◆ What is expected
Count the lines in the entries below that mention the string "crate", then write that number by itself.

◆ Record set
%%

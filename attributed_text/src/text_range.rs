// Copyright 2025 the Parley Authors
// SPDX-License-Identifier: Apache-2.0 OR MIT

use core::ops::Range;

/// A byte range into the text of an [`AttributedText`](crate::AttributedText).
///
/// Ranges are only created by appending to a text, so a `TextRange` upholds:
///
/// - `start <= end`
/// - `start` and `end` are within the text bounds
/// - `start` and `end` lie on UTF-8 character boundaries
///
/// A `TextRange` does not record which text it came from. Only use it with that text.
///
/// ## Example
///
/// ```
/// use attributed_text::AttributedText;
///
/// let mut text = AttributedText::<()>::new();
/// let head = text.push_str("é");
/// let tail = text.push_str("clair");
/// assert_eq!(head.as_range(), 0..2);
/// assert_eq!(head.union(tail).as_range(), 0..7);
/// ```
#[derive(Clone, Copy, Debug, PartialEq, Eq, Hash)]
pub struct TextRange {
    start: usize,
    end: usize,
}

impl TextRange {
    #[inline]
    pub(crate) const fn new_unchecked(start: usize, end: usize) -> Self {
        Self { start, end }
    }

    /// The start byte offset.
    #[must_use]
    #[inline]
    pub const fn start(self) -> usize {
        self.start
    }

    /// The end byte offset (exclusive).
    #[must_use]
    #[inline]
    pub const fn end(self) -> usize {
        self.end
    }

    /// The length of the range in bytes.
    #[must_use]
    #[inline]
    pub const fn len(self) -> usize {
        self.end - self.start
    }

    /// Returns `true` if the range covers no bytes.
    #[must_use]
    #[inline]
    pub const fn is_empty(self) -> bool {
        self.start == self.end
    }

    /// Returns the smallest range covering both `self` and `other`.
    ///
    /// Both ranges must come from the same text.
    #[must_use]
    #[inline]
    pub fn union(self, other: Self) -> Self {
        Self {
            start: self.start.min(other.start),
            end: self.end.max(other.end),
        }
    }

    /// Returns this range as a `Range<usize>`.
    #[must_use]
    #[inline]
    pub fn as_range(self) -> Range<usize> {
        self.start..self.end
    }
}

impl From<TextRange> for Range<usize> {
    #[inline]
    fn from(value: TextRange) -> Self {
        value.as_range()
    }
}

#[cfg(test)]
mod tests {
    use super::TextRange;

    #[test]
    fn union_covers_gaps() {
        let a = TextRange::new_unchecked(2, 4);
        let b = TextRange::new_unchecked(7, 9);
        assert_eq!(a.union(b).as_range(), 2..9);
        assert_eq!(b.union(a), a.union(b));
        assert_eq!(a.union(b).len(), 7);
    }

    #[test]
    fn empty_ranges() {
        let empty = TextRange::new_unchecked(3, 3);
        assert!(empty.is_empty());
        assert_eq!(empty.union(empty), empty);
        assert!(!empty.union(TextRange::new_unchecked(3, 4)).is_empty());
    }
}
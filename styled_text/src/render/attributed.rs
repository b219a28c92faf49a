// Copyright 2025 the Parley Authors
// SPDX-License-Identifier: Apache-2.0 OR MIT

use attributed_text::{AttributedText, TextRange};

use super::{ContentVisitor, walk};
use crate::{Attribute, AttributedContent, Attributes, Image, StyleKey, StyleValue};

struct SpanWriter<'a> {
    target: &'a mut AttributedText<Attribute>,
    /// Text written under one merged style that has not been styled yet.
    run: Option<(TextRange, Attributes)>,
}

impl SpanWriter<'_> {
    fn apply(&mut self, range: TextRange, active: &Attributes) {
        for (key, value) in active {
            self.target.apply_attribute(
                range,
                Attribute {
                    key: key.clone(),
                    value: value.clone(),
                },
            );
        }
    }

    fn finish_run(&mut self) {
        if let Some((range, active)) = self.run.take() {
            self.apply(range, &active);
        }
    }
}

impl ContentVisitor for SpanWriter<'_> {
    fn enter_scope(&mut self, _own: &Attributes, _active: &Attributes) {}

    fn exit_scope(&mut self, _own: &Attributes, _active: &Attributes) {}

    fn text(&mut self, text: &str, active: &Attributes) {
        let range = self.target.push_str(text);
        if let Some((run, style)) = &mut self.run {
            if *style == *active {
                *run = run.union(range);
                return;
            }
        }
        self.finish_run();
        self.run = Some((range, active.clone()));
    }

    fn image(&mut self, image: &Image, active: &Attributes) {
        self.finish_run();
        let range = self.target.push_attachment();
        self.apply(range, active);
        self.target.apply_attribute(
            range,
            Attribute::new(StyleKey::Attachment, StyleValue::Image(image.clone())),
        );
    }
}

impl AttributedContent {
    /// Renders this content into a new mutable [`AttributedText`].
    ///
    /// Consecutive text with equal merged styles gets one span per attribute of that style, so a
    /// target holds a full copy of the merged style for every change of style. Images become an
    /// object replacement character carrying a [`StyleKey::Attachment`] attribute.
    pub fn attributed_text(&self) -> AttributedText<Attribute> {
        let mut target = AttributedText::new();
        self.append_attributed_text(&mut target);
        target
    }

    /// Renders this content at the end of `target`.
    pub fn append_attributed_text(&self, target: &mut AttributedText<Attribute>) {
        log::trace!("rendering attributed text at offset {}", target.len());
        let spans_before = target.attributes_len();
        let mut writer = SpanWriter {
            target: &mut *target,
            run: None,
        };
        walk(self, &mut writer);
        writer.finish_run();
        log::debug!(
            "rendered attributed text: {} bytes, {} new spans",
            target.len(),
            target.attributes_len() - spans_before
        );
    }
}
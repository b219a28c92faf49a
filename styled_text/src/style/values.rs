// Copyright 2025 the Parley Authors
// SPDX-License-Identifier: Apache-2.0 OR MIT

use alloc::sync::Arc;

use peniko::Color;
use peniko::kurbo::Vec2;

/// Visual weight (boldness) of a font, on the CSS `100..=900` scale.
#[derive(Clone, Copy, Debug, PartialEq, PartialOrd)]
pub struct FontWeight(f32);

impl FontWeight {
    /// Weight value of 100.
    pub const THIN: Self = Self(100.0);
    /// Weight value of 300.
    pub const LIGHT: Self = Self(300.0);
    /// Weight value of 400.
    pub const NORMAL: Self = Self(400.0);
    /// Weight value of 500.
    pub const MEDIUM: Self = Self(500.0);
    /// Weight value of 600.
    pub const SEMI_BOLD: Self = Self(600.0);
    /// Weight value of 700.
    pub const BOLD: Self = Self(700.0);
    /// Weight value of 900.
    pub const BLACK: Self = Self(900.0);

    /// Creates a new weight from a raw value.
    pub fn new(weight: f32) -> Self {
        Self(weight)
    }

    /// Returns the raw weight value.
    pub fn value(self) -> f32 {
        self.0
    }
}

impl Default for FontWeight {
    fn default() -> Self {
        Self::NORMAL
    }
}

/// A font description: family name, point size and weight.
#[derive(Clone, Debug, PartialEq)]
pub struct Font {
    /// Family name. An empty name selects the platform's system font.
    pub family: Arc<str>,
    /// Point size.
    pub size: f32,
    /// Weight.
    pub weight: FontWeight,
}

impl Font {
    /// Creates a font of the given family and size with normal weight.
    pub fn new(family: impl Into<Arc<str>>, size: f32) -> Self {
        Self {
            family: family.into(),
            size,
            weight: FontWeight::NORMAL,
        }
    }

    /// Creates a system font of the given size and weight.
    pub fn system(size: f32, weight: FontWeight) -> Self {
        Self {
            family: Arc::from(""),
            size,
            weight,
        }
    }

    /// Returns this font with a different weight.
    #[must_use]
    pub fn with_weight(mut self, weight: FontWeight) -> Self {
        self.weight = weight;
        self
    }

    /// Returns `true` if this font selects the system font.
    pub fn is_system(&self) -> bool {
        self.family.is_empty()
    }
}

/// Line pattern for underline and strikethrough decorations.
#[derive(Clone, Copy, Debug, PartialEq, Eq, Default)]
pub enum LineStyle {
    /// A single thin line.
    #[default]
    Single,
    /// Two thin lines.
    Double,
    /// A single thick line.
    Thick,
    /// A dotted line.
    Dotted,
    /// A dashed line.
    Dashed,
}

/// Special text rendering effects.
#[derive(Clone, Copy, Debug, PartialEq, Eq)]
pub enum TextEffect {
    /// Embossed "letterpress" look.
    LetterpressStyle,
}

/// A drop shadow behind glyphs.
#[derive(Clone, Copy, Debug)]
pub struct Shadow {
    /// Offset of the shadow from the glyphs, in points.
    pub offset: Vec2,
    /// Blur radius, in points.
    pub blur_radius: f64,
    /// Shadow color. `None` uses a platform default (black at one third opacity).
    pub color: Option<Color>,
}

impl Shadow {
    /// Creates a shadow with the default color.
    pub fn new(offset: Vec2, blur_radius: f64) -> Self {
        Self {
            offset,
            blur_radius,
            color: None,
        }
    }

    /// Returns this shadow with an explicit color.
    #[must_use]
    pub fn with_color(mut self, color: Color) -> Self {
        self.color = Some(color);
        self
    }
}

impl PartialEq for Shadow {
    fn eq(&self, other: &Self) -> bool {
        self.offset == other.offset
            && self.blur_radius == other.blur_radius
            && match (&self.color, &other.color) {
                (Some(a), Some(b)) => same_color(a, b),
                (None, None) => true,
                _ => false,
            }
    }
}

/// Component-wise color equality.
#[inline]
pub(crate) fn same_color(a: &Color, b: &Color) -> bool {
    a.components == b.components
}
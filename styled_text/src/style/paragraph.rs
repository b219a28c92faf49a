// Copyright 2025 the Parley Authors
// SPDX-License-Identifier: Apache-2.0 OR MIT

/// Horizontal alignment of the lines of a paragraph.
#[derive(Clone, Copy, Debug, PartialEq, Eq, Default)]
pub enum TextAlignment {
    /// Align according to the writing direction of the text.
    #[default]
    Natural,
    /// Align to the left edge.
    Left,
    /// Align to the right edge.
    Right,
    /// Center each line.
    Center,
    /// Stretch lines to fill the width, except the last one.
    Justified,
}

/// How lines that are too long for the available width are broken or truncated.
#[derive(Clone, Copy, Debug, PartialEq, Eq, Default)]
pub enum LineBreakMode {
    /// Wrap at word boundaries.
    #[default]
    WordWrapping,
    /// Wrap at character boundaries.
    CharWrapping,
    /// Do not wrap; clip overflowing text.
    Clipping,
    /// Truncate the start of the line.
    TruncatingHead,
    /// Truncate the end of the line.
    TruncatingTail,
    /// Truncate the middle of the line.
    TruncatingMiddle,
}

/// The base writing direction of a paragraph.
#[derive(Clone, Copy, Debug, PartialEq, Eq, Default)]
pub enum WritingDirection {
    /// Determine the direction from the first strong character.
    #[default]
    Natural,
    /// Left-to-right.
    LeftToRight,
    /// Right-to-left.
    RightToLeft,
}

/// Paragraph-level layout settings.
///
/// This is the accumulator of a [`Paragraph`](crate::Paragraph): modifiers mutate it in place and
/// the finished value is stored under [`StyleKey::ParagraphStyle`](crate::StyleKey::ParagraphStyle)
/// on the paragraph's content. Distances are in points.
#[derive(Clone, Debug, PartialEq)]
pub struct ParagraphStyle {
    /// Line alignment.
    pub alignment: TextAlignment,
    /// Extra space between lines of the paragraph.
    pub line_spacing: f32,
    /// Space after the paragraph.
    pub paragraph_spacing: f32,
    /// Space before the paragraph.
    pub paragraph_spacing_before: f32,
    /// Indent of the first line.
    pub first_line_head_indent: f32,
    /// Indent of every line but the first.
    pub head_indent: f32,
    /// Trailing indent. Positive values are distances from the leading margin, zero and negative
    /// values are distances from the trailing margin.
    pub tail_indent: f32,
    /// Multiplier applied to the natural line height. `0.0` means unset.
    pub line_height_multiple: f32,
    /// Line breaking behavior.
    pub line_break_mode: LineBreakMode,
    /// Base writing direction.
    pub base_writing_direction: WritingDirection,
}

impl Default for ParagraphStyle {
    fn default() -> Self {
        Self {
            alignment: TextAlignment::Natural,
            line_spacing: 0.0,
            paragraph_spacing: 0.0,
            paragraph_spacing_before: 0.0,
            first_line_head_indent: 0.0,
            head_indent: 0.0,
            tail_indent: 0.0,
            line_height_multiple: 0.0,
            line_break_mode: LineBreakMode::WordWrapping,
            base_writing_direction: WritingDirection::Natural,
        }
    }
}

impl ParagraphStyle {
    /// Creates the default paragraph style.
    #[inline]
    pub fn new() -> Self {
        Self::default()
    }

    /// Returns `true` if no setting differs from the default.
    pub fn is_default(&self) -> bool {
        *self == Self::default()
    }
}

%%

◆ Written response
6